Timo Ullmann: Eine Vorfinanzierung durch THQ sichert uns einen gewissen Arbeitsrahmen und das ist in der Spielebranche auch die übliche Praxis, wobei THQ bei den Verkäufen des Spiels am Ende prozentual beteiligt ist. Am attraktivsten wäre natürlich eine Eigenfinanzierung, aber das können sich nur ganz wenige Spielentwickler leisten. Seit dem die Xbox in Amerika verkauft wird, steht ja die finale Konfiguration der Konsole fest. Als wir jedoch im August die ersten Entwicklerkits bekommen haben, war die Konsole ja praktisch noch ein PC. Dann gab es nach und nach den Übergang von diesen Sets hin zu der festen Plattform, bei dem das Betriebssystem im Kern noch auf Windows 2000 basiert, aber schon das Direct X8 ist speziell für die Xbox konzipiert. Interessant war noch, dass am Anfang noch kein Soundmodul enthalten war, weswegen wir die Spielentwicklung erst nachträglich mit der Soundarbeit verbinden können.

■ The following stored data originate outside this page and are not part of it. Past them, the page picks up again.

//! Code analysis: a single pass over raw bytecode producing a flat,
//! pre-decoded instruction stream annotated with per-basic-block gas and
//! stack requirements.

use alloc::vec::Vec;

use primitive_types::U256;

use crate::eval::{self, Control};
use crate::machine::ExecutionState;
use crate::opcode::Opcode;
use crate::optable::op_table;
use crate::revision::Revision;

/// The function implementing an instruction's execution.
pub type Efn = for<'i, 's, 'h> fn(&'i Instruction, &'s mut ExecutionState<'h>) -> Control;

/// Compressed information about an instruction basic block.
#[derive(Clone, Copy, Debug, Default, Eq, PartialEq)]
pub struct BlockInfo {
	/// The total base gas cost of all instructions in the block.
	pub gas_cost: u32,
	/// The stack height required to execute the block.
	pub stack_req: i16,
	/// The maximum stack height growth relative to the height at block
	/// start.
	pub stack_max_growth: i16,
}

/// Argument of a pre-decoded instruction.
#[derive(Clone, Copy, Debug, Eq, PartialEq)]
pub enum InstructionArg {
	/// No argument.
	None,
	/// Immediate of `PUSH1`..`PUSH8`.
	SmallPushValue(u64),
	/// Index into the push-value pool for `PUSH9`..`PUSH32`.
	PushValue(u32),
	/// A number: the code offset for `PC`, the block gas consumed through
	/// this instruction for gas-observing instructions.
	Number(i64),
	/// Aggregated requirements of the block opened by a block-begin
	/// instruction.
	Block(BlockInfo),
}

impl InstructionArg {
	/// The block info carried by a block-begin instruction.
	#[inline]
	#[must_use]
	pub fn block(&self) -> BlockInfo {
		match self {
			Self::Block(block) => *block,
			_ => BlockInfo::default(),
		}
	}

	/// The numeric argument.
	#[inline]
	#[must_use]
	pub fn number(&self) -> i64 {
		match self {
			Self::Number(n) => *n,
			_ => 0,
		}
	}

	/// The inlined small push immediate.
	#[inline]
	#[must_use]
	pub fn small_push(&self) -> u64 {
		match self {
			Self::SmallPushValue(v) => *v,
			_ => 0,
		}
	}

	/// The push-value pool index.
	#[inline]
	#[must_use]
	pub fn push_index(&self) -> usize {
		match self {
			Self::PushValue(i) => *i as usize,
			_ => 0,
		}
	}
}

/// A pre-decoded instruction: the handler and its argument.
#[derive(Clone, Copy)]
pub struct Instruction {
	/// Handler implementing the instruction.
	pub exec: Efn,
	/// Pre-decoded argument.
	pub arg: InstructionArg,
}

impl Instruction {
	const fn new(exec: Efn) -> Self {
		Self {
			exec,
			arg: InstructionArg::None,
		}
	}
}

impl core::fmt::Debug for Instruction {
	fn fmt(&self, f: &mut core::fmt::Formatter<'_>) -> core::fmt::Result {
		f.debug_struct("Instruction").field("arg", &self.arg).finish()
	}
}

/// Result of analyzing one code blob under one revision.
///
/// Immutable after construction; safe to share between concurrent frames
/// executing the same code, and to cache keyed by `(revision, code hash)`.
pub struct Analysis {
	/// The pre-decoded instruction stream. The first element is always a
	/// block-begin; the last is a synthetic `STOP`.
	pub instrs: Vec<Instruction>,
	/// Storage for large push values.
	pub push_values: Vec<U256>,
	/// The byte offsets of `JUMPDEST`s in the original code, sorted.
	jumpdest_offsets: Vec<u32>,
	/// The instruction-stream indexes matching `jumpdest_offsets`.
	jumpdest_targets: Vec<u32>,
}

impl Analysis {
	/// Resolve a jump target byte offset to an instruction-stream index.
	#[must_use]
	pub fn find_jumpdest(&self, offset: U256) -> Option<usize> {
		if offset > U256::from(u32::MAX) {
			return None;
		}
		let offset = offset.as_u32();
		self.jumpdest_offsets
			.binary_search(&offset)
			.ok()
			.map(|index| self.jumpdest_targets[index] as usize)
	}

	/// The recorded `(byte offset, instruction index)` jump destinations.
	pub fn jumpdests(&self) -> impl Iterator<Item = (u32, u32)> + '_ {
		self.jumpdest_offsets
			.iter()
			.copied()
			.zip(self.jumpdest_targets.iter().copied())
	}
}

/// Block accumulation state during analysis.
struct OpenBlock {
	/// Index of the block-begin instruction in the output stream.
	begin_index: usize,
	gas_cost: i64,
	stack_req: i32,
	stack_change: i32,
	stack_max_growth: i32,
}

impl OpenBlock {
	const fn new(begin_index: usize) -> Self {
		Self {
			begin_index,
			gas_cost: 0,
			stack_req: 0,
			stack_change: 0,
			stack_max_growth: 0,
		}
	}

	fn close(&self) -> BlockInfo {
		// Saturate on over-long code: a clamped requirement can never be
		// satisfied, so the block keeps failing instead of under-charging.
		let gas_cost = if self.gas_cost > i64::from(u32::MAX) {
			u32::MAX
		} else {
			self.gas_cost as u32
		};
		let stack_req = if self.stack_req > i32::from(i16::MAX) {
			i16::MAX
		} else {
			self.stack_req as i16
		};
		let stack_max_growth = if self.stack_max_growth > i32::from(i16::MAX) {
			i16::MAX
		} else {
			self.stack_max_growth as i16
		};

		BlockInfo {
			gas_cost,
			stack_req,
			stack_max_growth,
		}
	}
}

/// Analyze the code under the given revision.
///
/// Complexity is O(n) in the code length; the output is pure in its inputs.
#[must_use]
pub fn analyze(revision: Revision, code: &[u8]) -> Analysis {
	let table = op_table(revision);

	let mut analysis = Analysis {
		instrs: Vec::with_capacity(code.len() + 2),
		push_values: Vec::new(),
		jumpdest_offsets: Vec::new(),
		jumpdest_targets: Vec::new(),
	};

	analysis.instrs.push(Instruction::new(eval::begin_block));
	let mut block = OpenBlock::new(0);

	let mut pos = 0usize;
	while pos < code.len() {
		let opcode = Opcode(code[pos]);
		let entry = &table[opcode.as_usize()];
		pos += 1;

		if opcode == Opcode::JUMPDEST {
			// A JUMPDEST closes the previous block and doubles as the
			// block-begin of the block it opens.
			let info = block.close();
			analysis.instrs[block.begin_index].arg = InstructionArg::Block(info);

			analysis.jumpdest_offsets.push((pos - 1) as u32);
			analysis.jumpdest_targets.push(analysis.instrs.len() as u32);

			block = OpenBlock::new(analysis.instrs.len());
		}
		analysis.instrs.push(Instruction::new(entry.exec));

		block.stack_req = core::cmp::max(
			block.stack_req,
			i32::from(entry.stack_req) - block.stack_change,
		);
		block.stack_change += i32::from(entry.stack_change);
		block.stack_max_growth = core::cmp::max(block.stack_max_growth, block.stack_change);
		block.gas_cost += i64::from(entry.gas_cost);

		if let Some(push_len) = opcode.is_push() {
			let push_len = push_len as usize;
			let mut immediate = [0u8; 32];
			let available = core::cmp::min(push_len, code.len() - pos);
			// A truncated immediate is zero-padded at the end.
			immediate[32 - push_len..32 - push_len + available]
				.copy_from_slice(&code[pos..pos + available]);
			pos += push_len;

			let arg = if push_len <= 8 {
				let mut small = [0u8; 8];
				small[8 - push_len..].copy_from_slice(&immediate[32 - push_len..]);
				InstructionArg::SmallPushValue(u64::from_be_bytes(small))
			} else {
				let index = analysis.push_values.len() as u32;
				analysis.push_values.push(U256::from_big_endian(&immediate));
				InstructionArg::PushValue(index)
			};
			if let Some(instr) = analysis.instrs.last_mut() {
				instr.arg = arg;
			}
		} else if opcode == Opcode::PC {
			if let Some(instr) = analysis.instrs.last_mut() {
				instr.arg = InstructionArg::Number((pos - 1) as i64);
			}
		} else if matches!(
			opcode,
			Opcode::GAS
				| Opcode::SSTORE | Opcode::CALL
				| Opcode::CALLCODE
				| Opcode::DELEGATECALL
				| Opcode::STATICCALL
				| Opcode::CREATE | Opcode::CREATE2
		) {
			// Gas-observing instructions remember how much of the block
			// cost is consumed through them, so the exact per-instruction
			// gas can be recovered at run time.
			if let Some(instr) = analysis.instrs.last_mut() {
				instr.arg = InstructionArg::Number(block.gas_cost);
			}
		} else if opcode.is_terminator() {
			let info = block.close();
			analysis.instrs[block.begin_index].arg = InstructionArg::Block(info);

			block = OpenBlock::new(analysis.instrs.len());
			analysis.instrs.push(Instruction::new(eval::begin_block));
		} else if opcode != Opcode::JUMPDEST {
			// Remember the raw opcode; undefined-opcode failures report it.
			if let Some(instr) = analysis.instrs.last_mut() {
				instr.arg = InstructionArg::Number(i64::from(opcode.0));
			}
		}
	}

	// The dispatcher must not fall off the end of the stream.
	analysis.instrs.push(Instruction::new(eval::stop));
	let info = block.close();
	analysis.instrs[block.begin_index].arg = InstructionArg::Block(info);

	analysis
}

Wie sieht sonst Eure Zusammenarbeit mit Microsoft aus?
Timo Ullmann: Der Arbeitsablauf wird in so genannten Milestones abgehalten, wobei monatlich mit dem Publisher festgelegt wird, was in der Zeit geschafft werden muss. Für diesen Monat bedeutete das zum Bespiel, dass ein Spiellevel komplett mit Objekten bestückt ist, aber sonst noch keine Interaktion vorhanden sein muss. Für das Marketing und die Werbung gibt es in Deutschland einen Ansprechpartner, aber für die eigentliche Entwicklung sitzt unser Account-Manager in England. Auf der Londoner Spielmesse ECTS haben wir vor zwei Jahren mit einer PC-Demo das Spiel Microsoft vorgestellt und bekamen danach ein längeres Formular, in das wir die kompletten Charakteristika des Spiel eintragen mussten. Dieses Antragformular wurde dann geprüft und im Normalfall hätten sie sich dann unsere Firma genauer angeschaut. Da wir aber schon die größere Firma THQ im Rücken hatten, vertraute uns man auch so.
Ab dem Frühjahr 2002 werden gleich drei Spielkonsolen um die Gunst der Käufer ringen. Welche Vorteile hat da die Xbox als Gerät an sich und im Vergleich zu PlayStation 2 oder GameCube?
Timo Ullmann: Wir sind sehr froh, ein Konsolenspiel zu entwickeln, da man so eine stabile Hardwareplattform hat, bei der nicht so viele Probleme wie bei einem PC auftauchen. Ein großer Vorteil ist die Festplatte, da wir damit die Ladezeiten extrem verkürzen können. Wenn das Spiel zum ersten Mal einlegt, werden Teile des Levels komplett auf die Festplatte geladen und beim erneuten Spielen von dort abgefragt. Im Spielverlauf bietet die Festplatte auch die Möglichkeit, getrennt von der CD Sounds zu abzuspielen, was eine größere Soundbreite mit sich bringt. Das Spiel an sich würde auf einer PlayStation 2 nicht unbedingt schlechter aussehen, allerdings müsste wir uns bei der Programmierung wesentlich mehr einschränken. Im Spiel würde das heißen, dass die Areale kleiner sind, weniger Objekte vorkommen und die Detailfülle kleiner wäre. Der GameCube würde als Plattform vielleicht noch in Frage kommen und auch von der Entwicklung her soll er leicht zu programmieren sein.
Mit einer neuen Konsole beginnt meistens auch ein neuer Abschnitt für Spieler und Branche. Wie sieht dein Blick in die Zukunft aus?
Timo Ullmann: Ich glaube es wird mit der Xbox für sehr viel mehr Firmen möglich sein, im Konsolenmarkt für Spiele einzusteigen. Die Entwicklungsumgebung, die Microsoft zur Verfügung stellt, arbeitet mit den gleichen Tools wie sonst in der PC-Entwicklung. Das heißt der gleiche Compiler, gleiche Modell-Tools etc. Die Xbox hat aber auch andere Konsequenzen. So haben wir für Yager den Multiplayer-Modus erst mal nach hinten gestellt, weil es sich meiner Meinung nach für die Xbox noch nicht lohnt, dafür in der Entwicklung aber sehr viel Zeit kostet. Wir denken, dass die Entwicklung im Spielsektor immer weiter auseinander geht; entweder reine Online-Games oder reine Single-Player-Spiele.